С легкой руки Филиппа возникли всякие прозвища, и это тоже доказывает его способности, меня он назвал Old Hardy. Не кто иной, как Шербаум, окрестил Ирмгард Зайферт Архангелом. Что касается Ирмгард Зайферт, то Архангел неоднократно с похвалой отзывалась о его "Песне нищего".)
- И госпожа штудиенрат Зайферт считает, что вы должны работать над политической песней…
- Зачем? Если даже Веро не сечет…
Я признал правым с одной стороны Шербаума, с другой - Веро Леванд, одобрительно отозвался об их споре, назвав его закономерной дискуссией, которая, собственно, уже сама по себе доказывает, какую силу представляет собой подвергаемая сомнению политическая песня.
- Ну хорошо, Шербаум. Вы не верите в слова. Хотите действовать, совершать поступки. Предположим, вы сделаете то, что задумали. Сожжете вашего Макса перед кафе Кемпинского. Вас либо убьют на месте, либо так отделают, что вы заляжете в больницу. Ничего не попишешь: спонтанная реакция общественности. Броские заголовки. Общество "Друг животных" требует наложить на вас штраф. Несмотря на то что несколько голосов будут против, гимназия вынесет решение - исключить. Придется уйти и мне, что, впрочем, не самый худший вариант… Ну, а через две недели ни одна живая душа не вспомнит обо всем этом, ведь произойдет что-то новое, и опять оно будет подано под броскими заголовками, к примеру родится теленок о двух головах. Ну, а теперь возьмем другой вариант: вы садитесь и пишете балладу о таксе по кличке Макс. В наивно-народном духе и вполне обстоятельно. Восстанавливаете события поэтапно. Макс - шаловливый щенок. Макс подрастает. Филипп читает Максу газеты. Макс дает понять: сожги меня. Филипп говорит "нет". (Пусть даже приводя мои негодные доводы.) Но Макс настаивает. Он больше не слушает Филиппа, он презирает его. И так далее и так далее. Если песня вам удастся, она останется, переживет броские заголовки.

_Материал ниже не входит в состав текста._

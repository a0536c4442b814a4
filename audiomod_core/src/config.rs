use std::collections::BTreeMap;
use std::fmt;
use std::path::{Path, PathBuf, MAIN_SEPARATOR};
use std::str::FromStr;

use crate::{AudioModError, Result};

/// File name used when no `outFile` option is given.
pub const DEFAULT_OUTPUT_NAME: &str = "output.mp3";
/// Directory, relative to the working directory, that receives bare output names.
pub const PROCESSED_DIR: &str = "processed";

pub const DEFAULT_VOLUME: f64 = 1.0;
pub const DEFAULT_SAMPLE_RATE: u32 = 44_100;
pub const DEFAULT_PITCH_PERCENT: u32 = 110;
pub const DEFAULT_FADE_SECONDS: f64 = 5.0;
pub const DEFAULT_RECORD_SECONDS: f64 = 10.0;

pub const MIN_PITCH_PERCENT: i64 = 1;
pub const MAX_PITCH_PERCENT: i64 = 200;
pub const MIN_FADE_SECONDS: f64 = 1.0;
pub const MAX_FADE_SECONDS: f64 = 30.0;

/// Names accepted as `name=value` job options.
#[derive(Clone, Copy, Debug, PartialEq, Eq, PartialOrd, Ord, Hash)]
pub enum OptionKey {
    OutFile,
    Overwrite,
    Volume,
    SampleRate,
    Channels,
    Pitch,
    Fade,
    FadeIn,
    FadeOut,
    RecTime,
    Verbose,
}

impl OptionKey {
    pub const ALL: [OptionKey; 11] = [
        OptionKey::OutFile,
        OptionKey::Overwrite,
        OptionKey::Volume,
        OptionKey::SampleRate,
        OptionKey::Channels,
        OptionKey::Pitch,
        OptionKey::Fade,
        OptionKey::FadeIn,
        OptionKey::FadeOut,
        OptionKey::RecTime,
        OptionKey::Verbose,
    ];

    pub fn name(self) -> &'static str {
        match self {
            OptionKey::OutFile => "outFile",
            OptionKey::Overwrite => "overwrite",
            OptionKey::Volume => "volume",
            OptionKey::SampleRate => "sampleRate",
            OptionKey::Channels => "channels",
            OptionKey::Pitch => "pitch",
            OptionKey::Fade => "fade",
            OptionKey::FadeIn => "fadeIn",
            OptionKey::FadeOut => "fadeOut",
            OptionKey::RecTime => "recTime",
            OptionKey::Verbose => "verbose",
        }
    }
}

impl fmt::Display for OptionKey {
    fn fmt(&self, f: &mut fmt::Formatter<'_>) -> fmt::Result {
        f.write_str(self.name())
    }
}

impl FromStr for OptionKey {
    type Err = AudioModError;

    fn from_str(s: &str) -> Result<Self> {
        OptionKey::ALL
            .into_iter()
            .find(|key| key.name() == s)
            .ok_or_else(|| AudioModError::UnknownOption(s.to_owned()))
    }
}

/// Caller-supplied job options, kept as raw text until [`JobOptions::resolve`].
#[derive(Clone, Debug, Default)]
pub struct JobOptions {
    input: Option<PathBuf>,
    values: BTreeMap<OptionKey, String>,
}

impl JobOptions {
    pub fn new() -> Self {
        Self::default()
    }

    /// Build options from `(name, value)` pairs, rejecting unknown names.
    pub fn from_pairs<I, K, V>(pairs: I) -> Result<Self>
    where
        I: IntoIterator<Item = (K, V)>,
        K: AsRef<str>,
        V: Into<String>,
    {
        let mut options = Self::new();
        for (key, value) in pairs {
            let key = key.as_ref().parse::<OptionKey>()?;
            options.set(key, value);
        }
        Ok(options)
    }

    pub fn set(&mut self, key: OptionKey, value: impl Into<String>) -> &mut Self {
        self.values.insert(key, value.into());
        self
    }

    pub fn get(&self, key: OptionKey) -> Option<&str> {
        self.values
            .get(&key)
            .map(String::as_str)
            .filter(|value| !value.is_empty())
    }

    pub fn with(mut self, key: OptionKey, value: impl ToString) -> Self {
        self.set(key, value.to_string());
        self
    }

    /// Default input file used when an operation is not given one.
    pub fn input<P: Into<PathBuf>>(mut self, path: P) -> Self {
        self.input = Some(path.into());
        self
    }

    pub fn overwrite(self, overwrite: bool) -> Self {
        self.with(OptionKey::Overwrite, overwrite)
    }

    pub fn verbose(self, verbose: bool) -> Self {
        self.with(OptionKey::Verbose, verbose)
    }

    pub fn out_file(self, name: impl Into<String>) -> Self {
        self.with(OptionKey::OutFile, name.into())
    }

    /// Resolve against the current working directory.
    pub fn resolve(&self) -> Result<JobConfig> {
        let base = std::env::current_dir()?;
        self.resolve_in(&base)
    }

    /// Resolve against `base`, which hosts the processed-output directory.
    pub fn resolve_in(&self, base: &Path) -> Result<JobConfig> {
        let input_path = self.input.clone().filter(|path| path.is_file());

        Ok(JobConfig {
            input_path,
            output_path: resolve_output_path(self.get(OptionKey::OutFile), base),
            overwrite: self.get(OptionKey::Overwrite).is_some_and(|raw| coerce_flag(Some(raw))),
            volume: self.number(OptionKey::Volume)?.unwrap_or(DEFAULT_VOLUME),
            sample_rate: self
                .number(OptionKey::SampleRate)?
                .map_or(DEFAULT_SAMPLE_RATE, |rate| rate as u32),
            channel_count: resolve_channels(self.get(OptionKey::Channels))?,
            pitch_percent: self
                .number(OptionKey::Pitch)?
                .map_or(DEFAULT_PITCH_PERCENT, |pitch| pitch as u32),
            fade_seconds: self.number(OptionKey::Fade)?,
            fade_in_seconds: self.number(OptionKey::FadeIn)?.unwrap_or(DEFAULT_FADE_SECONDS),
            fade_out_seconds: self
                .number(OptionKey::FadeOut)?
                .unwrap_or(DEFAULT_FADE_SECONDS),
            record_seconds: self
                .number(OptionKey::RecTime)?
                .unwrap_or(DEFAULT_RECORD_SECONDS),
            verbose: coerce_flag(self.get(OptionKey::Verbose)),
            temp_dir: None,
        })
    }

    fn number(&self, key: OptionKey) -> Result<Option<f64>> {
        self.get(key)
            .map(|raw| parse_number(key, raw))
            .transpose()
    }
}

/// Fully resolved, immutable settings for one job.
#[derive(Clone, Debug, PartialEq)]
pub struct JobConfig {
    /// Default input, present only if it pointed at an existing file.
    pub input_path: Option<PathBuf>,
    /// Where non-overwrite jobs write their result.
    pub output_path: PathBuf,
    /// Replace the input with the processed output once the job succeeds.
    pub overwrite: bool,
    pub volume: f64,
    pub sample_rate: u32,
    /// Always 1 or 2.
    pub channel_count: u16,
    pub pitch_percent: u32,
    /// Applies to both fade edges when set.
    pub fade_seconds: Option<f64>,
    pub fade_in_seconds: f64,
    pub fade_out_seconds: f64,
    pub record_seconds: f64,
    pub verbose: bool,
    /// Where overwrite jobs stage their output. The system temp dir when
    /// unset.
    pub temp_dir: Option<PathBuf>,
}

impl Default for JobConfig {
    fn default() -> Self {
        Self {
            input_path: None,
            output_path: PathBuf::from(PROCESSED_DIR).join(DEFAULT_OUTPUT_NAME),
            overwrite: false,
            volume: DEFAULT_VOLUME,
            sample_rate: DEFAULT_SAMPLE_RATE,
            channel_count: 2,
            pitch_percent: DEFAULT_PITCH_PERCENT,
            fade_seconds: None,
            fade_in_seconds: DEFAULT_FADE_SECONDS,
            fade_out_seconds: DEFAULT_FADE_SECONDS,
            record_seconds: DEFAULT_RECORD_SECONDS,
            verbose: true,
            temp_dir: None,
        }
    }
}

/// Reject fade lengths outside `1..=30` seconds.
pub fn validate_fade_seconds(seconds: f64) -> Result<f64> {
    if (MIN_FADE_SECONDS..=MAX_FADE_SECONDS).contains(&seconds) {
        Ok(seconds)
    } else {
        Err(AudioModError::FadeOutOfRange(seconds))
    }
}

/// Reject pitch percentages outside `1..=200`.
pub fn validate_pitch_percent(percent: i64) -> Result<u32> {
    if (MIN_PITCH_PERCENT..=MAX_PITCH_PERCENT).contains(&percent) {
        Ok(percent as u32)
    } else {
        Err(AudioModError::PitchOutOfRange(percent))
    }
}

/// More than two channels collapse to stereo, one stays mono, anything else is stereo.
fn resolve_channels(raw: Option<&str>) -> Result<u16> {
    let Some(raw) = raw else {
        return Ok(2);
    };
    let channels = parse_number(OptionKey::Channels, raw)?.trunc();
    Ok(if channels == 1.0 { 1 } else { 2 })
}

fn resolve_output_path(out_file: Option<&str>, base: &Path) -> PathBuf {
    let name = out_file.unwrap_or(DEFAULT_OUTPUT_NAME);
    if name.contains('/') || name.contains(MAIN_SEPARATOR) {
        PathBuf::from(name)
    } else {
        base.join(PROCESSED_DIR).join(name)
    }
}

/// Absent means `true`; only the literal `false` turns a flag off.
fn coerce_flag(raw: Option<&str>) -> bool {
    !matches!(raw, Some("false"))
}

fn parse_number(key: OptionKey, raw: &str) -> Result<f64> {
    raw.trim()
        .parse::<f64>()
        .ok()
        .filter(|value| value.is_finite())
        .ok_or_else(|| AudioModError::NotNumeric {
            option: key.name(),
            value: raw.to_owned(),
        })
}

Оба слушали совершенно безучастно. (Возможно, идея баллады чересчур увлекла меня самого.) Но тут Шербаум медленно пожал плечами и объяснил своей подружке:
- Old Hardy верит в бессмертие. Ты слышала - я должен создать шедевр.
- Типичные для него слова, что еще может сказать учитель немецкого. Он - бумажный тигр.
- Тоже красиво. И ваш бумажный тигр согласен даже с тем, что стихи в большинстве случаев не оказывают сиюминутного действия, они действуют медленно и зачастую чересчур поздно…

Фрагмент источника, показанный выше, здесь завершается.